:: Your task ::
Every line from the one containing "transform has advanced." to the one containing "impl<const D: usize>" in the records below, both included, must be set down exactly, and no other line.

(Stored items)
------------------------------

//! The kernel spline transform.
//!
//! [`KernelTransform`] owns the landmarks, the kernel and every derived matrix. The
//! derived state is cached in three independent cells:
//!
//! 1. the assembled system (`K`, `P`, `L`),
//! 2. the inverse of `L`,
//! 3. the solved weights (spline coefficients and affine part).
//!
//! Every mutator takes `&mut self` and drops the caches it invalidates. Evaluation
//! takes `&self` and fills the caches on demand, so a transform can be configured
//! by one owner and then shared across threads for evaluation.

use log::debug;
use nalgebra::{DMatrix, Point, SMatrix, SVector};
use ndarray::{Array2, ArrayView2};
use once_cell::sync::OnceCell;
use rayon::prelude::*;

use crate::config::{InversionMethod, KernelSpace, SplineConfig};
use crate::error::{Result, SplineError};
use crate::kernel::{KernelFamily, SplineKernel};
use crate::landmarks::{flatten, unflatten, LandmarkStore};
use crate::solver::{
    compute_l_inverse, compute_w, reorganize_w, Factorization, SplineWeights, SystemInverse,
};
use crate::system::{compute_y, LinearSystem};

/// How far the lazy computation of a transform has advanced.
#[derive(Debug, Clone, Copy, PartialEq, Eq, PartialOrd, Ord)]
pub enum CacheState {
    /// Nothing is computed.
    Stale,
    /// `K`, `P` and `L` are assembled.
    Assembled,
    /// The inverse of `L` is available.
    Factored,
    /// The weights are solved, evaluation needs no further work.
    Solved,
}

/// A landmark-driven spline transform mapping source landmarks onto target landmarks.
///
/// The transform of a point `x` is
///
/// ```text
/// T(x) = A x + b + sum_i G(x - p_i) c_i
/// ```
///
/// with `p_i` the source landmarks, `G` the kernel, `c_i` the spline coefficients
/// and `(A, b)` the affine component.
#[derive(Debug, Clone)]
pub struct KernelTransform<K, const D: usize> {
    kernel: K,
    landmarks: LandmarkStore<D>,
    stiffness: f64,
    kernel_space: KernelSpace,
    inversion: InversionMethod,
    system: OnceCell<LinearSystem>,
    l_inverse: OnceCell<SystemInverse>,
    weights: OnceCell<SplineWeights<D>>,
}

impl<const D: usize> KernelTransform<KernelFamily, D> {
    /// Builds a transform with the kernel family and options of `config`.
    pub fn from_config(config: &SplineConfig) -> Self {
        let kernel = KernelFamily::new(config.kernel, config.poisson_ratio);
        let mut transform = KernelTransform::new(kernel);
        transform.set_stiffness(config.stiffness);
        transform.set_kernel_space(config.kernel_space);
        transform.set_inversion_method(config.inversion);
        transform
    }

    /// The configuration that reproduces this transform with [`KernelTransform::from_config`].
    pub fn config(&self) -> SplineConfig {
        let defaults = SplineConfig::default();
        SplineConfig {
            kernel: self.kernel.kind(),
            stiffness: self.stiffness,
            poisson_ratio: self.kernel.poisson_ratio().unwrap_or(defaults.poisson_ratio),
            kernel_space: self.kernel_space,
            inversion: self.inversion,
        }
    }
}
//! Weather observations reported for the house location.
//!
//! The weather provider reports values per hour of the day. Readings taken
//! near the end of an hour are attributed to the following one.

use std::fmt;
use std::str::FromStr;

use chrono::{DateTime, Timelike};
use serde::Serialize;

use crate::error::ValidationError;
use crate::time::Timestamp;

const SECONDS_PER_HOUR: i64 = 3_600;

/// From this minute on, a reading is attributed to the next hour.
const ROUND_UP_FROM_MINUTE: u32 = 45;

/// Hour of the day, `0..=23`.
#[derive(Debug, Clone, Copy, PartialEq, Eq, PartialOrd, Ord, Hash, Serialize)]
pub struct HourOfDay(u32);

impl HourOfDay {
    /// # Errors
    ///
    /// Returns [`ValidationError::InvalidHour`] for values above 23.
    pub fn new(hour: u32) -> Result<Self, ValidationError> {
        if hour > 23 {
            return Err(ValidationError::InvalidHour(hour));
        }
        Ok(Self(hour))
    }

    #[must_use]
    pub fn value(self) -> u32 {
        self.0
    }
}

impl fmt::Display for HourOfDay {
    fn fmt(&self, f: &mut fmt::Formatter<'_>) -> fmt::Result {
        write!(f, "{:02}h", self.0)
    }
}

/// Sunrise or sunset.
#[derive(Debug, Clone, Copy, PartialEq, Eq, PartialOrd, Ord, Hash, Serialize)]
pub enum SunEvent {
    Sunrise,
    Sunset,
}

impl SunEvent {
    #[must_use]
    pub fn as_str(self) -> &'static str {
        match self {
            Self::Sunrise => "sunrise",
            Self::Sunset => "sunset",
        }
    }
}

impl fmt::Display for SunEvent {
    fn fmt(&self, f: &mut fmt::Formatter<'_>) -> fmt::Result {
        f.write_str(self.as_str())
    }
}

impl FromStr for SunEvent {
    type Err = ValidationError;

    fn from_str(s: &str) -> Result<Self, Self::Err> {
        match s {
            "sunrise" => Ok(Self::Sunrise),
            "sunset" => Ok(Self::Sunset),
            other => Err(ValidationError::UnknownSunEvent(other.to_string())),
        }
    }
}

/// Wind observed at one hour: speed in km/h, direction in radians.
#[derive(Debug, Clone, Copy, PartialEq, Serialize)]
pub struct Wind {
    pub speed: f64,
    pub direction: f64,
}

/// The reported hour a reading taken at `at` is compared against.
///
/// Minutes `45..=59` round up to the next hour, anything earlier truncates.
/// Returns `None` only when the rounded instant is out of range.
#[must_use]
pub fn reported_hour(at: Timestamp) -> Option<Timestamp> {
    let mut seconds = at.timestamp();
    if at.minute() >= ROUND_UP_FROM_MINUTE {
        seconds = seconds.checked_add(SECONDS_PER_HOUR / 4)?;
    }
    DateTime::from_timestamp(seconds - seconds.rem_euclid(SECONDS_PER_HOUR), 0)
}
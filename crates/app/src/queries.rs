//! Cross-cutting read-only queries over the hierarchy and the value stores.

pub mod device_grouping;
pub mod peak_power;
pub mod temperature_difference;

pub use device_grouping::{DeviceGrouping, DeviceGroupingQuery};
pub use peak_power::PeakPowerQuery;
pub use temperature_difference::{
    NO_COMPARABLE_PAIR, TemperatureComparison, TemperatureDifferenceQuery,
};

------------------------------

:: Solution below ::
/// How far the lazy computation of a transform has advanced.
#[derive(Debug, Clone, Copy, PartialEq, Eq, PartialOrd, Ord)]
pub enum CacheState {
    /// Nothing is computed.
    Stale,
    /// `K`, `P` and `L` are assembled.
    Assembled,
    /// The inverse of `L` is available.
    Factored,
    /// The weights are solved, evaluation needs no further work.
    Solved,
}

/// A landmark-driven spline transform mapping source landmarks onto target landmarks.
///
/// The transform of a point `x` is
///
/// ```text
/// T(x) = A x + b + sum_i G(x - p_i) c_i
/// ```
///
/// with `p_i` the source landmarks, `G` the kernel, `c_i` the spline coefficients
/// and `(A, b)` the affine component.
#[derive(Debug, Clone)]
pub struct KernelTransform<K, const D: usize> {
    kernel: K,
    landmarks: LandmarkStore<D>,
    stiffness: f64,
    kernel_space: KernelSpace,
    inversion: InversionMethod,
    system: OnceCell<LinearSystem>,
    l_inverse: OnceCell<SystemInverse>,
    weights: OnceCell<SplineWeights<D>>,
}

impl<const D: usize> KernelTransform<KernelFamily, D> {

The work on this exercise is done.